┌──
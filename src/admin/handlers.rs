//! Admin Handlers
//!
//! HTTP request handlers for the admin endpoints.

use std::sync::Arc;

use axum::{extract::State, Json};

use crate::cache::CacheEngine;
use crate::models::{HealthResponse, StatsResponse};

/// Application state shared across all handlers.
#[derive(Clone)]
pub struct AppState {
    /// Cache engine shared with the protocol server
    pub engine: Arc<CacheEngine>,
}

impl AppState {
    /// Creates a new AppState around the given engine.
    pub fn new(engine: Arc<CacheEngine>) -> Self {
        Self { engine }
    }
}

/// Handler for GET /stats
///
/// Returns engine-wide and per size-class statistics.
pub async fn stats_handler(State(state): State<AppState>) -> Json<StatsResponse> {
    Json(StatsResponse::from(state.engine.stats().await))
}

/// Handler for GET /health
pub async fn health_handler() -> Json<HealthResponse> {
    Json(HealthResponse::healthy())
}
//! LRU Policy Module
//!
//! Implements Least Recently Used ordering for partition eviction.

use std::collections::HashMap;

use crate::cache::EvictionPolicy;

const NIL: usize = usize::MAX;

#[derive(Debug)]
struct Node {
    key: String,
    prev: usize,
    next: usize,
}

// == LRU Policy ==
/// Recency order over one partition's keys.
///
/// Keys live in an index-linked list stored in a `Vec`:
/// - `head` = most recently used
/// - `tail` = least recently used
///
/// A `HashMap` from key to slot makes touch, admit, remove and eviction O(1).
/// Freed slots are recycled through `free`.
#[derive(Debug)]
pub struct LruPolicy {
    capacity: usize,
    index: HashMap<String, usize>,
    nodes: Vec<Node>,
    free: Vec<usize>,
    head: usize,
    tail: usize,
}

impl LruPolicy {
    // == Constructor ==
    /// Creates an empty policy that evicts once `capacity` keys are tracked.
    pub fn new(capacity: usize) -> Self {
        Self {
            capacity,
            index: HashMap::with_capacity(capacity),
            nodes: Vec::with_capacity(capacity),
            free: Vec::new(),
            head: NIL,
            tail: NIL,
        }
    }

    // == Peek Oldest ==
    /// Returns the least recently used key without removing it.
    #[cfg(test)]
    fn peek_oldest(&self) -> Option<&str> {
        (self.tail != NIL).then(|| self.nodes[self.tail].key.as_str())
    }

    fn unlink(&mut self, idx: usize) {
        let (prev, next) = (self.nodes[idx].prev, self.nodes[idx].next);

        if prev == NIL {
            self.head = next;
        } else {
            self.nodes[prev].next = next;
        }

        if next == NIL {
            self.tail = prev;
        } else {
            self.nodes[next].prev = prev;
        }

        self.nodes[idx].prev = NIL;
        self.nodes[idx].next = NIL;
    }

    fn push_front(&mut self, idx: usize) {
        self.nodes[idx].prev = NIL;
        self.nodes[idx].next = self.head;

        if self.head == NIL {
            self.tail = idx;
        } else {
            self.nodes[self.head].prev = idx;
        }

        self.head = idx;
    }

    fn allocate(&mut self, key: String) -> usize {
        let node = Node {
            key,
            prev: NIL,
            next: NIL,
        };

        match self.free.pop() {
            Some(idx) => {
                self.nodes[idx] = node;
                idx
            }
            None => {
                self.nodes.push(node);
                self.nodes.len() - 1
            }
        }
    }

    fn release(&mut self, idx: usize) -> String {
        self.free.push(idx);
        std::mem::take(&mut self.nodes[idx].key)
    }

    // == Evict Oldest ==
    fn evict_oldest(&mut self) -> Option<String> {
        if self.tail == NIL {
            return None;
        }

        let idx = self.tail;
        self.unlink(idx);
        let key = self.release(idx);
        self.index.remove(&key);
        Some(key)
    }
}

impl EvictionPolicy for LruPolicy {
    fn touch(&mut self, key: &str) {
        if let Some(&idx) = self.index.get(key) {
            if idx != self.head {
                self.unlink(idx);
                self.push_front(idx);
            }
        }
    }

    fn admit(&mut self, key: String) -> Option<String> {
        if self.index.contains_key(&key) {
            self.touch(&key);
            return None;
        }

        let victim = if self.index.len() >= self.capacity {
            self.evict_oldest()
        } else {
            None
        };

        let idx = self.allocate(key.clone());
        self.push_front(idx);
        self.index.insert(key, idx);

        victim
    }

    fn remove(&mut self, key: &str) {
        if let Some(idx) = self.index.remove(key) {
            self.unlink(idx);
            self.release(idx);
        }
    }

    fn len(&self) -> usize {
        self.index.len()
    }

    fn capacity(&self) -> usize {
        self.capacity
    }

    fn contains(&self, key: &str) -> bool {
        self.index.contains_key(key)
    }
}
//! DCache CLI - interactive shell for a DCache node
//!
//! Reads `SET key value ttl`, `GET key`, `HAS key` and `DELETE key` commands
//! from stdin until `EXIT`.

use std::time::Duration;

use anyhow::{anyhow, bail};
use clap::Parser;
use tokio::io::{AsyncBufReadExt, AsyncWriteExt, BufReader};

use dcache::CacheClient;

/// Interactive client for a DCache node
#[derive(Parser, Debug)]
#[command(author, version, about, long_about = None)]
struct Args {
    /// Node address (host:port)
    #[arg(long, env = "DCACHE_NODE", default_value = "127.0.0.1:3000")]
    nodeaddr: String,

    /// Connection attempts before giving up
    #[arg(long, default_value_t = 5)]
    retries: u32,

    /// Seconds allowed per connection attempt
    #[arg(long, default_value_t = 5)]
    timeout_secs: u64,
}

/// A parsed shell line.
#[derive(Debug, PartialEq, Eq)]
enum ShellCommand {
    Set { key: String, value: String, ttl: u32 },
    Get { key: String },
    Has { key: String },
    Delete { key: String },
}

impl ShellCommand {
    fn parse(line: &str) -> anyhow::Result<Self> {
        if line.is_empty() {
            bail!("empty command");
        }

        let parts: Vec<&str> = line.split(' ').collect();

        match parts[0].to_ascii_uppercase().as_str() {
            "SET" => {
                if parts.len() != 4 {
                    bail!("INVALID SET COMMAND");
                }
                let ttl = parts[3]
                    .parse::<u32>()
                    .map_err(|e| anyhow!("invalid ttl '{}': {}", parts[3], e))?;
                Ok(ShellCommand::Set {
                    key: parts[1].to_string(),
                    value: parts[2].to_string(),
                    ttl,
                })
            }
            "GET" => Ok(ShellCommand::Get {
                key: single_key(&parts, "GET")?,
            }),
            "HAS" => Ok(ShellCommand::Has {
                key: single_key(&parts, "HAS")?,
            }),
            "DELETE" => Ok(ShellCommand::Delete {
                key: single_key(&parts, "DELETE")?,
            }),
            _ => bail!("invalid command"),
        }
    }

    async fn execute(self, client: &CacheClient) -> anyhow::Result<String> {
        match self {
            ShellCommand::Set { key, value, ttl } => {
                client.set(&key, value.into_bytes(), ttl).await?;
                Ok(format!("SET COMMAND KEY ({}) OK", key))
            }
            ShellCommand::Get { key } => Ok(match client.get(&key).await? {
                Some(value) => format!(
                    "GET COMMAND KEY ({}) FOUND\n{}",
                    key,
                    String::from_utf8_lossy(&value)
                ),
                None => format!("GET COMMAND KEY ({}) NOT FOUND", key),
            }),
            ShellCommand::Has { key } => Ok(if client.has(&key).await? {
                format!("HAS COMMAND KEY ({}) FOUND", key)
            } else {
                format!("HAS COMMAND KEY ({}) NOT FOUND", key)
            }),
            ShellCommand::Delete { key } => {
                client.delete(&key).await?;
                Ok(format!("DELETE ({}) COMMAND OK", key))
            }
        }
    }
}

fn single_key(parts: &[&str], command: &str) -> anyhow::Result<String> {
    if parts.len() != 2 {
        bail!("INVALID {} COMMAND", command);
    }
    Ok(parts[1].to_string())
}

#[tokio::main]
async fn main() -> anyhow::Result<()> {
    // stdout belongs to the REPL
    tracing_subscriber::fmt()
        .with_writer(std::io::stderr)
        .with_env_filter(
            tracing_subscriber::EnvFilter::try_from_default_env()
                .unwrap_or_else(|_| "dcache=warn".into()),
        )
        .init();

    let args = Args::parse();

    let client = CacheClient::new(args.nodeaddr);
    client
        .connect(args.retries, Duration::from_secs(args.timeout_secs))
        .await?;

    let result = run_shell(&client).await;
    client.end().await;
    result
}

async fn run_shell(client: &CacheClient) -> anyhow::Result<()> {
    let mut lines = BufReader::new(tokio::io::stdin()).lines();
    let mut stdout = tokio::io::stdout();

    loop {
        stdout.write_all(b"> ").await?;
        stdout.flush().await?;

        let Some(line) = lines.next_line().await? else {
            return Ok(());
        };
        let line = line.trim_end_matches('\r');

        if line.eq_ignore_ascii_case("EXIT") {
            return Ok(());
        }

        let output = match ShellCommand::parse(line) {
            Ok(command) => match command.execute(client).await {
                Ok(output) => output,
                Err(e) => e.to_string(),
            },
            Err(e) => e.to_string(),
        };

        stdout.write_all(output.as_bytes()).await?;
        stdout.write_all(b"\n").await?;
    }
}
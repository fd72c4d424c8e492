//! Configuration Module
//!
//! Loads and validates server configuration from a JSON file.

use std::collections::BTreeMap;
use std::fmt;
use std::path::Path;
use std::time::Duration;

use serde::{Deserialize, Serialize};

use crate::cache::{CleanupMode, PolicyKind};
use crate::error::{CacheError, Result};

/// Port used when the configuration file does not name one
pub const DEFAULT_PORT: u16 = 3000;

// == Cache Mode ==
/// Cleanup strategy named in the configuration file.
#[derive(Debug, Clone, Copy, PartialEq, Eq, Serialize, Deserialize)]
#[serde(rename_all = "kebab-case")]
pub enum CacheMode {
    /// Lazy expiration only
    Simple,
    /// Lazy expiration plus a periodic sweep
    CleanInterval,
}

impl fmt::Display for CacheMode {
    fn fmt(&self, f: &mut fmt::Formatter<'_>) -> fmt::Result {
        match self {
            CacheMode::Simple => write!(f, "simple"),
            CacheMode::CleanInterval => write!(f, "clean-interval"),
        }
    }
}

/// Sweep settings for `clean-interval` mode.
#[derive(Debug, Clone, Deserialize)]
pub struct CleanInterval {
    /// Seconds between sweeps
    pub interval: u64,
}

/// Server configuration parameters.
///
/// ```json
/// {
///   "port": 3000,
///   "cache": "clean-interval",
///   "eviction-policy": "lru",
///   "clean-interval": { "interval": 1 },
///   "size-cap-config": { "10": 2, "100": 1 }
/// }
/// ```
#[derive(Debug, Clone, Deserialize)]
#[serde(rename_all = "kebab-case")]
pub struct Config {
    /// Cache protocol TCP port
    #[serde(default = "default_port")]
    pub port: u16,
    /// Cleanup strategy
    pub cache: CacheMode,
    /// Eviction strategy used by every partition
    pub eviction_policy: PolicyKind,
    /// Sweep settings, required in `clean-interval` mode
    #[serde(default)]
    pub clean_interval: Option<CleanInterval>,
    /// Size-class table: max value length -> max entry count
    pub size_cap_config: BTreeMap<usize, usize>,
    /// Optional HTTP admin port serving health and statistics
    #[serde(default)]
    pub admin_port: Option<u16>,
}

fn default_port() -> u16 {
    DEFAULT_PORT
}

impl Config {
    /// Reads and validates a JSON configuration file.
    pub fn from_file(path: impl AsRef<Path>) -> Result<Self> {
        let path = path.as_ref();
        let data = std::fs::read_to_string(path).map_err(|e| {
            CacheError::InvalidConfig(format!("cannot read {}: {}", path.display(), e))
        })?;
        Self::from_json(&data)
    }

    /// Parses and validates configuration from a JSON document.
    ///
    /// Unknown cache modes or eviction policies are rejected here, before the
    /// server accepts any connection.
    pub fn from_json(data: &str) -> Result<Self> {
        let config: Config =
            serde_json::from_str(data).map_err(|e| CacheError::InvalidConfig(e.to_string()))?;
        config.validate()?;
        Ok(config)
    }

    /// Checks cross-field constraints serde cannot express.
    pub fn validate(&self) -> Result<()> {
        if self.size_cap_config.is_empty() {
            return Err(CacheError::InvalidConfig(
                "size-cap-config must define at least one size class".to_string(),
            ));
        }

        if let Some((boundary, _)) = self.size_cap_config.iter().find(|(_, &cap)| cap == 0) {
            return Err(CacheError::InvalidConfig(format!(
                "size class {} must have a capacity greater than zero",
                boundary
            )));
        }

        self.cleanup_mode().map(|_| ())
    }

    /// Largest value length the server accepts: the maximum size-class boundary.
    pub fn max_value_length(&self) -> usize {
        self.size_cap_config.keys().next_back().copied().unwrap_or(0)
    }

    /// Resolves the cleanup strategy together with its sweep interval.
    pub fn cleanup_mode(&self) -> Result<CleanupMode> {
        match self.cache {
            CacheMode::Simple => Ok(CleanupMode::Simple),
            CacheMode::CleanInterval => match &self.clean_interval {
                Some(CleanInterval { interval }) if *interval > 0 => {
                    Ok(CleanupMode::CleanInterval(Duration::from_secs(*interval)))
                }
                Some(_) => Err(CacheError::InvalidConfig(
                    "clean-interval.interval must be greater than zero".to_string(),
                )),
                None => Err(CacheError::InvalidConfig(
                    "clean-interval mode requires a clean-interval.interval setting".to_string(),
                )),
            },
        }
    }
}

impl Default for Config {
    fn default() -> Self {
        Self {
            port: DEFAULT_PORT,
            cache: CacheMode::Simple,
            eviction_policy: PolicyKind::Lru,
            clean_interval: None,
            size_cap_config: BTreeMap::from([(64, 1000), (1024, 500), (65536, 100)]),
            admin_port: None,
        }
    }
}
└──
#### [Task instructions]
Report how many lines of the listing carry the word "output", and add nothing.

#### [Answer space]
3